Opinion
Civil Action 2:22-02071-DCN-MGB
02-03-2023
REPORT AND RECOMMENDATION
MARY GORDON BAKER, UNITED STATES MAGISTRATE JUDGE
Plaintiff Theodoran Waters (“Plaintiff”) filed the instant employment action on June 30, 2022, under Title VII of the Civil Rights Act of 1964. Currently before the Court is Defendant The Boeing Company's (“Defendant” or “Boeing”) Motion to Dismiss, asserting that Plaintiff failed to exhaust the administrative process by filing a Charge of Discrimination against Boeing. (Dkt.
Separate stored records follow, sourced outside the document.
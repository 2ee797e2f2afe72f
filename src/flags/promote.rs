//! Environment promotion.
//!
//! Copies a tenant's entire flag set from one environment to another. The
//! copy is a single store transaction; a failure on any record leaves the
//! target environment exactly as it was.

use super::cache::FlagCache;
use super::store::FlagStore;
use super::types::Environment;
use crate::audit::{self, AuditAction, AuditRecorder};
use crate::error::ServiceError;

/// Promote every flag in `source` to `target` for one tenant. Returns the
/// number of records promoted.
pub async fn promote_environment(
    store: &FlagStore,
    cache: &FlagCache,
    recorder: &AuditRecorder,
    tenant_id: i32,
    actor: &str,
    source: Environment,
    target: Environment,
) -> Result<u64, ServiceError> {
    // Environment membership is already guaranteed by the parsed type; the
    // only pair-level rule left is that source and target differ. Checked
    // before any store access.
    if source == target {
        return Err(ServiceError::Validation(
            "Source and target environments must differ.".to_string(),
        ));
    }

    let records = store.list_all(tenant_id, source).await?;
    if records.is_empty() {
        return Err(ServiceError::NotFound(format!(
            "No flags to promote in environment '{}'.",
            source
        )));
    }

    let promoted = store.promote_records(tenant_id, target, &records).await?;

    // Post-commit actions are best-effort and never unwind the committed
    // promotion. The source environment was only read, so only the target's
    // cache entry is dropped.
    cache.invalidate(tenant_id, target).await;
    recorder
        .record(
            tenant_id,
            actor,
            AuditAction::Promote,
            audit::ENTITY_ENVIRONMENT,
            target.as_str().to_string(),
            Some(audit::promotion_diff(
                source.as_str(),
                target.as_str(),
                promoted,
            )),
        )
        .await;

    Ok(promoted)
}
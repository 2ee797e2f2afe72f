//! Read-through cache for evaluated flag pages.
//!
//! Backed by a shared Redis store so every instance observes the same
//! entries. Keys are scoped to (tenant, environment); only the canonical
//! unfiltered first page is ever stored (the service layer enforces that
//! gate). The cache is never authoritative: any error or timeout on a
//! cache command degrades to a miss or no-op and the request continues
//! against the database.

use super::types::{CachedFlagPage, Environment};
use crate::app_config::CacheConfig;
use redis::AsyncCommands;
use std::time::Duration;
use tokio::time::timeout;

/// Handle to the shared flag page cache.
///
/// Constructed once at startup and passed to the flag service; holds no
/// global state.
#[derive(Clone)]
pub struct FlagCache {
    client: redis::Client,
    key_prefix: String,
    ttl_seconds: u64,
    command_timeout: Duration,
}

impl FlagCache {
    pub fn new(redis_url: &str, config: &CacheConfig) -> Result<Self, redis::RedisError> {
        Ok(Self {
            client: redis::Client::open(redis_url)?,
            key_prefix: config.key_prefix.clone(),
            ttl_seconds: config.ttl_seconds,
            command_timeout: Duration::from_millis(config.command_timeout_ms),
        })
    }

    /// Cache key for one (tenant, environment) pair, e.g. `features:7:prod`.
    pub fn key(&self, tenant_id: i32, env: Environment) -> String {
        format!("{}:{}:{}", self.key_prefix, tenant_id, env.as_str())
    }

    /// Fetch the cached canonical page, if present and decodable.
    pub async fn get_page(&self, tenant_id: i32, env: Environment) -> Option<CachedFlagPage> {
        let key = self.key(tenant_id, env);

        let raw = match timeout(self.command_timeout, self.fetch(&key)).await {
            Ok(Ok(raw)) => raw,
            Ok(Err(e)) => {
                log::warn!("Cache read failed for {}: {}", key, e);
                return None;
            }
            Err(_) => {
                log::warn!("Cache read timed out for {}", key);
                return None;
            }
        };

        let raw = raw?;
        match serde_json::from_str(&raw) {
            Ok(page) => Some(page),
            Err(e) => {
                // An undecodable entry is as good as absent.
                log::warn!("Discarding undecodable cache entry {}: {}", key, e);
                None
            }
        }
    }

    /// Store the canonical page with the configured TTL. Overwrites any
    /// existing entry for the key.
    pub async fn put_page(&self, tenant_id: i32, env: Environment, page: &CachedFlagPage) {
        let key = self.key(tenant_id, env);

        let payload = match serde_json::to_string(page) {
            Ok(payload) => payload,
            Err(e) => {
                log::warn!("Failed to encode cache entry {}: {}", key, e);
                return;
            }
        };

        match timeout(self.command_timeout, self.store(&key, payload)).await {
            Ok(Ok(())) => {}
            Ok(Err(e)) => log::warn!("Cache write failed for {}: {}", key, e),
            Err(_) => log::warn!("Cache write timed out for {}", key),
        }
    }

    /// Drop the entry for (tenant, environment). Idempotent; safe to call
    /// when no entry exists.
    pub async fn invalidate(&self, tenant_id: i32, env: Environment) {
        let key = self.key(tenant_id, env);

        match timeout(self.command_timeout, self.remove(&key)).await {
            Ok(Ok(())) => {}
            Ok(Err(e)) => log::warn!("Cache invalidation failed for {}: {}", key, e),
            Err(_) => log::warn!("Cache invalidation timed out for {}", key),
        }
    }

    async fn fetch(&self, key: &str) -> Result<Option<String>, redis::RedisError> {
        let mut conn = self.client.get_async_connection().await?;
        conn.get(key).await
    }

    async fn store(&self, key: &str, payload: String) -> Result<(), redis::RedisError> {
        let mut conn = self.client.get_async_connection().await?;
        conn.set_ex(key, payload, self.ttl_seconds as usize).await
    }

    async fn remove(&self, key: &str) -> Result<(), redis::RedisError> {
        let mut conn = self.client.get_async_connection().await?;
        conn.del(key).await
    }
}
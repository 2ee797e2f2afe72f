//! Evaluation counters.
//!
//! In-process stand-in for the external metrics exporter. Counts every flag
//! evaluation labeled by tenant, feature name, and strategy.

use dashmap::DashMap;
use once_cell::sync::Lazy;

/// Label set for one evaluation counter
#[derive(Clone, Debug, PartialEq, Eq, Hash)]
pub struct EvaluationKey {
    pub tenant_id: i32,
    pub feature: String,
    pub strategy: &'static str,
}

static EVALUATION_COUNTS: Lazy<DashMap<EvaluationKey, u64>> = Lazy::new(DashMap::new);

/// Count one evaluation for the given labels.
pub fn record_evaluation(tenant_id: i32, feature: &str, strategy: &'static str) {
    let key = EvaluationKey {
        tenant_id,
        feature: feature.to_string(),
        strategy,
    };
    *EVALUATION_COUNTS.entry(key).or_insert(0) += 1;
}

/// Current count for the given labels. Zero if never evaluated.
pub fn evaluation_count(tenant_id: i32, feature: &str, strategy: &'static str) -> u64 {
    let key = EvaluationKey {
        tenant_id,
        feature: feature.to_string(),
        strategy,
    };
    EVALUATION_COUNTS.get(&key).map(|c| *c).unwrap_or(0)
}

/// Snapshot of all counters, for export or inspection.
pub fn snapshot() -> Vec<(EvaluationKey, u64)> {
    EVALUATION_COUNTS
        .iter()
        .map(|entry| (entry.key().clone(), *entry.value()))
        .collect()
}
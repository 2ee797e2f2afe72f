//! Database connection construction.
//!
//! The connection is built once at process start and handed to each
//! component that needs it (flag store, audit recorder). Components never
//! reach for a process-wide connection singleton.

use crate::app_config;
use sea_orm::{ConnectOptions, Database, DatabaseConnection, DbErr};
use std::time::Duration;

/// Connect to the database using pool settings from the application config.
pub async fn connect(url: &str) -> Result<DatabaseConnection, DbErr> {
    let cfg = app_config::database();

    let mut options = ConnectOptions::new(url.to_owned());
    options
        .max_connections(cfg.max_connections)
        .min_connections(cfg.min_connections)
        .connect_timeout(Duration::from_secs(cfg.connect_timeout_seconds))
        .idle_timeout(Duration::from_secs(cfg.idle_timeout_seconds));

    Database::connect(options).await
}
//! FrameHub - Encoded Frame Fan-out
//!
//! ## Responsibilities
//!
//! - Broadcast encoded JPEG frames from the pipeline to stream clients
//! - Track client and frame counts
//!
//! Built on a broadcast channel: a lagging client skips frames instead of
//! back-pressuring the pipeline. Staleness of a frame is acceptable here.

use bytes::Bytes;
use std::sync::atomic::{AtomicU64, Ordering};
use tokio::sync::broadcast;

/// Frames buffered per client before lagging kicks in
const CHANNEL_CAPACITY: usize = 4;

/// FrameHub instance
pub struct FrameHub {
    tx: broadcast::Sender<Bytes>,
    frames_published: AtomicU64,
}

impl FrameHub {
    /// Create new FrameHub
    pub fn new() -> Self {
        let (tx, _) = broadcast::channel(CHANNEL_CAPACITY);
        Self {
            tx,
            frames_published: AtomicU64::new(0),
        }
    }

    /// Publish one encoded JPEG frame to all clients
    pub fn publish(&self, frame: Bytes) {
        self.frames_published.fetch_add(1, Ordering::Relaxed);
        // Send fails only when no client is subscribed, which is fine
        let _ = self.tx.send(frame);
    }

    /// Subscribe a new stream client
    pub fn subscribe(&self) -> broadcast::Receiver<Bytes> {
        self.tx.subscribe()
    }

    /// Number of connected stream clients
    pub fn client_count(&self) -> usize {
        self.tx.receiver_count()
    }

    /// Total frames published since start
    pub fn frames_published(&self) -> u64 {
        self.frames_published.load(Ordering::Relaxed)
    }
}

impl Default for FrameHub {
    fn default() -> Self {
        Self::new()
    }
}

#[cfg(test)]
mod tests {
    use super::*;

    #[tokio::test]
    async fn subscriber_receives_published_frame() {
        let hub = FrameHub::new();
        let mut rx = hub.subscribe();
        hub.publish(Bytes::from_static(b"\xff\xd8jpeg"));
        let frame = rx.recv().await.unwrap();
        assert_eq!(&frame[..2], b"\xff\xd8");
        assert_eq!(hub.frames_published(), 1);
    }

    #[tokio::test]
    async fn publish_without_clients_does_not_error() {
        let hub = FrameHub::new();
        hub.publish(Bytes::from_static(b"frame"));
        assert_eq!(hub.client_count(), 0);
        assert_eq!(hub.frames_published(), 1);
    }
}
//! Diagnostic placeholder frames
//!
//! Emitted when the camera is unavailable or a frame fails mid-pipeline,
//! so the stream always carries a valid JPEG. Each degraded cause gets its
//! own caption and band color so the frames are tellable apart even when
//! no overlay font is available.

use crate::error::{Error, Result};
use crate::pipeline::overlay::Overlay;
use bytes::Bytes;
use image::codecs::jpeg::JpegEncoder;
use image::{Rgb, RgbImage};

pub const PLACEHOLDER_WIDTH: u32 = 640;
pub const PLACEHOLDER_HEIGHT: u32 = 480;

const FIELD: Rgb<u8> = Rgb([24, 24, 24]);
const BORDER: Rgb<u8> = Rgb([200, 200, 200]);
const CAPTION_COLOR: Rgb<u8> = Rgb([255, 255, 255]);
const CAPTION_SIZE: f32 = 32.0;

/// Which degraded cause the placeholder reports
#[derive(Debug, Clone, Copy, PartialEq, Eq)]
pub enum PlaceholderKind {
    /// Camera gateway unreachable or returned no frame
    CameraUnavailable,
    /// Decode/annotate/encode fault inside the frame pipeline
    StreamError,
}

impl PlaceholderKind {
    /// Caption drawn across the center band
    pub fn caption(&self) -> &'static str {
        match self {
            PlaceholderKind::CameraUnavailable => "Camera Not Available",
            PlaceholderKind::StreamError => "Stream Error",
        }
    }

    /// Band color, distinct per cause
    fn band(&self) -> Rgb<u8> {
        match self {
            PlaceholderKind::CameraUnavailable => Rgb([96, 96, 96]),
            PlaceholderKind::StreamError => Rgb([140, 40, 40]),
        }
    }
}

/// Render and encode one placeholder
///
/// Dark field, light border, colored center band with the cause caption:
/// visibly not camera output.
pub fn placeholder_jpeg(kind: PlaceholderKind, overlay: &Overlay, quality: u8) -> Result<Bytes> {
    let mut img = RgbImage::from_pixel(PLACEHOLDER_WIDTH, PLACEHOLDER_HEIGHT, FIELD);
    let band = kind.band();

    for y in 0..PLACEHOLDER_HEIGHT {
        for x in 0..PLACEHOLDER_WIDTH {
            let on_border = x < 8
                || y < 8
                || x >= PLACEHOLDER_WIDTH - 8
                || y >= PLACEHOLDER_HEIGHT - 8;
            let on_band = (PLACEHOLDER_HEIGHT / 2 - 24..PLACEHOLDER_HEIGHT / 2 + 24).contains(&y);

            if on_border {
                img.put_pixel(x, y, BORDER);
            } else if on_band {
                img.put_pixel(x, y, band);
            }
        }
    }

    let caption = kind.caption();
    // Rough centering; the glyph advance averages near half the pixel size
    let x = (PLACEHOLDER_WIDTH as i32 - caption.len() as i32 * (CAPTION_SIZE as i32 / 2)) / 2;
    let y = PLACEHOLDER_HEIGHT as i32 / 2 - CAPTION_SIZE as i32 / 2;
    overlay.draw_label(&mut img, caption, x.max(8), y, CAPTION_SIZE, CAPTION_COLOR);

    let mut buf = Vec::new();
    JpegEncoder::new_with_quality(&mut buf, quality)
        .encode_image(&img)
        .map_err(|e| Error::Encode(e.to_string()))?;

    Ok(Bytes::from(buf))
}

#[cfg(test)]
mod tests {
    use super::*;

    #[test]
    fn placeholder_is_a_valid_jpeg_at_expected_size() {
        let overlay = Overlay::disabled();
        let jpeg = placeholder_jpeg(PlaceholderKind::CameraUnavailable, &overlay, 80).unwrap();
        assert_eq!(&jpeg[..2], &[0xff, 0xd8]);

        let img = image::load_from_memory(&jpeg).unwrap();
        assert_eq!(img.width(), PLACEHOLDER_WIDTH);
        assert_eq!(img.height(), PLACEHOLDER_HEIGHT);
    }

    #[test]
    fn each_cause_is_visually_distinct() {
        let overlay = Overlay::disabled();
        let camera = placeholder_jpeg(PlaceholderKind::CameraUnavailable, &overlay, 80).unwrap();
        let stream = placeholder_jpeg(PlaceholderKind::StreamError, &overlay, 80).unwrap();

        let camera = image::load_from_memory(&camera).unwrap().to_rgb8();
        let stream = image::load_from_memory(&stream).unwrap().to_rgb8();

        // Probe the center band away from any caption glyphs. The camera
        // band is neutral gray, the stream band leans red; JPEG loss keeps
        // the channel relation intact.
        let c = camera.get_pixel(20, PLACEHOLDER_HEIGHT / 2);
        let s = stream.get_pixel(20, PLACEHOLDER_HEIGHT / 2);
        assert!(c[0].abs_diff(c[1]) < 20, "camera band should be neutral");
        assert!(s[0] > s[1] + 40, "stream band should lean red");
    }

    #[test]
    fn captions_name_the_cause() {
        assert_eq!(
            PlaceholderKind::CameraUnavailable.caption(),
            "Camera Not Available"
        );
        assert_eq!(PlaceholderKind::StreamError.caption(), "Stream Error");
    }
}
//! RPS Camserver Library
//!
//! Rock-paper-scissors gesture classification over a live camera feed.
//!
//! ## Architecture (7 Components)
//!
//! 1. FrameSource - camera gateway adapter (JPEG frames over HTTP)
//! 2. LandmarkProvider - hand landmark service adapter
//! 3. Gesture - geometric move classifier (the core logic)
//! 4. MoveState - shared cell holding the latest move
//! 5. FramePipeline - per-frame capture/classify/annotate loop
//! 6. FrameHub - encoded frame fan-out to stream clients
//! 7. WebAPI - MJPEG feed, move query, health endpoints
//!
//! ## Design Principles
//!
//! - The classifier is pure and evaluated independently per frame
//! - Collaborator faults degrade the stream, never break it
//! - Shared state is explicitly owned and passed by handle

pub mod error;
pub mod frame_hub;
pub mod frame_source;
pub mod gesture;
pub mod landmark_provider;
pub mod models;
pub mod move_state;
pub mod pipeline;
pub mod state;
pub mod web_api;

pub use error::{Error, Result};
pub use state::AppState;
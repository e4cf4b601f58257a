//! FramePipeline - Per-Frame Processing Loop
//!
//! ## Responsibilities
//!
//! - Capture frames from the camera gateway
//! - Run landmark detection and gesture classification per frame
//! - Update the shared move cell and publish annotated JPEG frames
//!
//! Every stage returns a tagged `Result`; the loop matches on the failure
//! kind. Camera-unavailable switches to a 1 fps placeholder cadence; any
//! other per-frame fault substitutes one placeholder frame and the loop
//! keeps running. No error in this path terminates the stream.

mod annotate;
mod overlay;
mod placeholder;

pub use annotate::{draw_box, landmark_bbox, PixelBox};
pub use overlay::Overlay;
pub use placeholder::{placeholder_jpeg, PlaceholderKind};

use crate::error::{Error, Result};
use crate::frame_hub::FrameHub;
use crate::frame_source::FrameSource;
use crate::gesture::{self, LandmarkSet, Move};
use crate::landmark_provider::LandmarkProvider;
use crate::move_state::MoveState;
use bytes::Bytes;
use image::codecs::jpeg::JpegEncoder;
use image::{Rgb, RgbImage};
use std::sync::Arc;
use std::time::Duration;
use tokio::sync::RwLock;

/// Pause between processed frames (paces gateway polling)
const FRAME_INTERVAL: Duration = Duration::from_millis(33);

/// Placeholder cadence while the camera is unavailable
const DEGRADED_INTERVAL: Duration = Duration::from_secs(1);

/// Move label position and size (top-left, original overlay placement)
const MOVE_LABEL_POS: (i32, i32) = (10, 10);
const MOVE_LABEL_SIZE: f32 = 28.0;
const MOVE_LABEL_COLOR: Rgb<u8> = Rgb([0, 255, 0]);

/// Frame processing loop
pub struct FramePipeline {
    frame_source: Arc<FrameSource>,
    landmark_provider: Arc<LandmarkProvider>,
    move_state: Arc<MoveState>,
    frame_hub: Arc<FrameHub>,
    jpeg_quality: u8,
    mirror: bool,
    overlay: Overlay,
    placeholder_camera: Bytes,
    placeholder_stream: Bytes,
    running: Arc<RwLock<bool>>,
}

impl FramePipeline {
    /// Create a new FramePipeline
    pub fn new(
        frame_source: Arc<FrameSource>,
        landmark_provider: Arc<LandmarkProvider>,
        move_state: Arc<MoveState>,
        frame_hub: Arc<FrameHub>,
        jpeg_quality: u8,
        mirror: bool,
    ) -> Result<Self> {
        let overlay = Overlay::load();
        let placeholder_camera =
            placeholder_jpeg(PlaceholderKind::CameraUnavailable, &overlay, jpeg_quality)?;
        let placeholder_stream =
            placeholder_jpeg(PlaceholderKind::StreamError, &overlay, jpeg_quality)?;

        Ok(Self {
            frame_source,
            landmark_provider,
            move_state,
            frame_hub,
            jpeg_quality,
            mirror,
            overlay,
            placeholder_camera,
            placeholder_stream,
            running: Arc::new(RwLock::new(false)),
        })
    }

    /// Start the frame loop
    pub async fn start(self: Arc<Self>) {
        {
            let mut running = self.running.write().await;
            if *running {
                tracing::warn!("Frame pipeline already running");
                return;
            }
            *running = true;
        }

        tracing::info!("Starting frame pipeline");

        let pipeline = self;
        tokio::spawn(async move {
            loop {
                {
                    let is_running = pipeline.running.read().await;
                    if !*is_running {
                        break;
                    }
                }

                match pipeline.process_frame().await {
                    Ok(frame) => {
                        pipeline.frame_hub.publish(frame);
                        tokio::time::sleep(FRAME_INTERVAL).await;
                    }
                    Err(Error::CameraUnavailable(msg)) => {
                        tracing::warn!(error = %msg, "Camera unavailable, emitting placeholder");
                        pipeline.frame_hub.publish(pipeline.placeholder_camera.clone());
                        tokio::time::sleep(DEGRADED_INTERVAL).await;
                    }
                    Err(e) => {
                        tracing::error!(error = %e, "Frame processing failed, emitting placeholder");
                        pipeline.frame_hub.publish(pipeline.placeholder_stream.clone());
                        tokio::time::sleep(FRAME_INTERVAL).await;
                    }
                }
            }

            tracing::info!("Frame pipeline stopped");
        });
    }

    /// Stop the frame loop
    pub async fn stop(&self) {
        let mut running = self.running.write().await;
        *running = false;
        tracing::info!("Stopping frame pipeline");
    }

    /// Capture, classify and annotate one frame
    async fn process_frame(&self) -> Result<Bytes> {
        let raw = self.frame_source.capture().await?;

        let decoded = image::load_from_memory(&raw)
            .map_err(|e| Error::Decode(e.to_string()))?
            .to_rgb8();
        let mut frame = if self.mirror {
            image::imageops::flip_horizontal(&decoded)
        } else {
            decoded
        };

        // A landmark fault counts as "no hand detected" for this frame
        let hands = match self.landmark_provider.detect(raw).await {
            Ok(hands) => hands,
            Err(e) => {
                tracing::warn!(error = %e, "Landmark detection failed, treating as no hands");
                Vec::new()
            }
        };

        let current = Self::classify_hands(&self.move_state, &hands).await;
        self.annotate(&mut frame, &hands);
        self.overlay.draw_label(
            &mut frame,
            &format!("Move: {}", current),
            MOVE_LABEL_POS.0,
            MOVE_LABEL_POS.1,
            MOVE_LABEL_SIZE,
            MOVE_LABEL_COLOR,
        );

        self.encode(&frame)
    }

    /// Reset the shared move, then classify each hand in order
    ///
    /// With several hands in one frame the last classification wins; this
    /// mirrors the upstream behavior and is pinned by a test. Returns the
    /// move that ends up in the cell, for the frame overlay.
    async fn classify_hands(move_state: &MoveState, hands: &[LandmarkSet]) -> Move {
        let mut current = Move::None;
        move_state.set(current).await;
        for hand in hands {
            current = gesture::classify(hand);
            move_state.set(current).await;
        }
        current
    }

    /// Draw one padded rectangle per detected hand
    ///
    /// The classifier itself is mirror-invariant (absolute x distances and
    /// y comparisons), so only the overlay needs reflecting.
    fn annotate(&self, frame: &mut RgbImage, hands: &[LandmarkSet]) {
        let (w, h) = frame.dimensions();
        for hand in hands {
            let bbox = landmark_bbox(hand, w, h, self.mirror);
            draw_box(frame, &bbox);
        }
    }

    /// Encode the annotated frame to JPEG
    fn encode(&self, frame: &RgbImage) -> Result<Bytes> {
        let mut buf = Vec::new();
        JpegEncoder::new_with_quality(&mut buf, self.jpeg_quality)
            .encode_image(frame)
            .map_err(|e| Error::Encode(e.to_string()))?;
        Ok(Bytes::from(buf))
    }
}

#[cfg(test)]
mod tests {
    use super::*;
    use crate::gesture::{Landmark, Move, INDEX_PIP, PINKY_TIP, RING_TIP, THUMB_TIP};

    fn rock_hand() -> LandmarkSet {
        let mut set = [Landmark::new(0.5, 0.5); 21];
        for (i, lm) in set.iter_mut().enumerate() {
            lm.x = i as f32 * 0.045;
        }
        set[THUMB_TIP].y = 0.2;
        set[INDEX_PIP].y = 0.8;
        set
    }

    fn scissor_hand() -> LandmarkSet {
        let mut set = [Landmark::new(0.5, 0.5); 21];
        for (i, lm) in set.iter_mut().enumerate() {
            lm.x = i as f32 * 0.045;
        }
        set[THUMB_TIP] = Landmark::new(0.50, 0.9);
        set[INDEX_PIP] = Landmark::new(0.3, 0.3);
        set[RING_TIP].x = 0.52;
        set[PINKY_TIP].x = 0.53;
        set
    }

    #[tokio::test]
    async fn zero_hands_resets_move_to_none() {
        let state = MoveState::new();
        state.set(Move::Rock).await;
        FramePipeline::classify_hands(&state, &[]).await;
        assert_eq!(state.get().await, Move::None);
    }

    #[tokio::test]
    async fn single_hand_sets_its_move() {
        let state = MoveState::new();
        let current = FramePipeline::classify_hands(&state, &[rock_hand()]).await;
        assert_eq!(state.get().await, Move::Rock);
        // The returned move (used for the frame overlay) matches the cell
        assert_eq!(current, Move::Rock);
    }

    #[tokio::test]
    async fn multi_hand_frame_is_last_write_wins() {
        // Deliberate: only the last-processed hand's label survives
        let state = MoveState::new();
        FramePipeline::classify_hands(&state, &[rock_hand(), scissor_hand()]).await;
        assert_eq!(state.get().await, Move::Scissor);

        FramePipeline::classify_hands(&state, &[scissor_hand(), rock_hand()]).await;
        assert_eq!(state.get().await, Move::Rock);
    }
}
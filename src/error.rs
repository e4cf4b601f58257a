//! Error handling for the gesture camserver

use axum::{
    http::StatusCode,
    response::{IntoResponse, Response},
    Json,
};
use serde_json::json;

/// Result type alias
pub type Result<T> = std::result::Result<T, Error>;

/// Error types
///
/// The frame pipeline never treats any of these as fatal: camera and
/// landmark faults select the degraded placeholder path instead.
#[derive(Debug, thiserror::Error)]
pub enum Error {
    /// Camera gateway unreachable or returned no frame
    #[error("Camera unavailable: {0}")]
    CameraUnavailable(String),

    /// Landmark service fault (treated as "no detection" per frame)
    #[error("Landmark extraction failed: {0}")]
    Landmark(String),

    /// Frame decode error
    #[error("Decode error: {0}")]
    Decode(String),

    /// JPEG encode error
    #[error("Encode error: {0}")]
    Encode(String),

    /// Validation error
    #[error("Validation error: {0}")]
    Validation(String),

    /// Serialization error
    #[error("Serialization error: {0}")]
    Serialization(#[from] serde_json::Error),

    /// HTTP client error
    #[error("HTTP error: {0}")]
    Http(#[from] reqwest::Error),

    /// IO error
    #[error("IO error: {0}")]
    Io(#[from] std::io::Error),

    /// Internal error
    #[error("Internal error: {0}")]
    Internal(String),
}

impl IntoResponse for Error {
    fn into_response(self) -> Response {
        let (status, error_code, message) = match &self {
            Error::CameraUnavailable(msg) => (
                StatusCode::SERVICE_UNAVAILABLE,
                "CAMERA_UNAVAILABLE",
                msg.clone(),
            ),
            Error::Landmark(msg) => (StatusCode::BAD_GATEWAY, "LANDMARK_ERROR", msg.clone()),
            Error::Decode(msg) => (
                StatusCode::INTERNAL_SERVER_ERROR,
                "DECODE_ERROR",
                msg.clone(),
            ),
            Error::Encode(msg) => (
                StatusCode::INTERNAL_SERVER_ERROR,
                "ENCODE_ERROR",
                msg.clone(),
            ),
            Error::Validation(msg) => (StatusCode::BAD_REQUEST, "VALIDATION_ERROR", msg.clone()),
            Error::Serialization(e) => (
                StatusCode::INTERNAL_SERVER_ERROR,
                "SERIALIZATION_ERROR",
                e.to_string(),
            ),
            Error::Http(e) => (StatusCode::BAD_GATEWAY, "HTTP_ERROR", e.to_string()),
            Error::Io(e) => (
                StatusCode::INTERNAL_SERVER_ERROR,
                "IO_ERROR",
                e.to_string(),
            ),
            Error::Internal(msg) => (
                StatusCode::INTERNAL_SERVER_ERROR,
                "INTERNAL_ERROR",
                msg.clone(),
            ),
        };

        tracing::error!(
            status = %status,
            error_code = %error_code,
            message = %message,
            "Request error"
        );

        let body = Json(json!({
            "error_code": error_code,
            "message": message
        }));

        (status, body).into_response()
    }
}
No. 16.) Pursuant to the provisions of Title 28, United States Code, Section 636(b)(1)(A), and Local Rule 73.02(B)(2)(g), D.S.C., all pretrial matters in employment discrimination cases are referred to the United States Magistrate Judge. For the reasons stated herein, the undersigned recommends that Defendant's Motion to Dismiss be denied.
BACKGROUND
Plaintiff asserts that he has been discriminated against based on his race, as an African American. (Dkt. No. 1.) The Complaint alleges Plaintiff was employed as an OSS Material Handler at Boeing's North Charleston location during the events at issue. (Id. at 2.) The Complaint alleges Defendant Univar Solutions USA Inc. (“Univar”) “employed the Plaintiff by providing pay, benefits, leave supervision, Human Resources support, and by having the ability to terminate the Plaintiff.” (Id. at 1.) The Complaint alleges Boeing “also employed the Plaintiff as a ‘joint employer' by providing direct supervision of the Plaintiff, training on how to perform his job functions, providing all tools and machinery necessary to perform his job functions, and by having the ability to effectuate the termination of the Plaintiff.” (Id. at 1-2.) According to the Complaint, beginning in or around March of 2021, “Plaintiff was subjected to harassment and racial discrimination.” (Id. at 2.) Plaintiff was called derogatory names and was not allowed to regularly switch his schedule, unlike Caucasian employees. (Id.) The Complaint alleges that after Plaintiff reported the racial discrimination, “Defendants began treating the Plaintiff unfairly by issuing baseless write-ups.” (Id.) Plaintiff was terminated on or about August 20, 2021 for “missing too many days.” (Id.) The Complaint alleges the reasons given for Plaintiff's termination were pretextual in nature. (Id.) The Complaint alleges claims under Title VII for disparate treatment, hostile work environment, and retaliation.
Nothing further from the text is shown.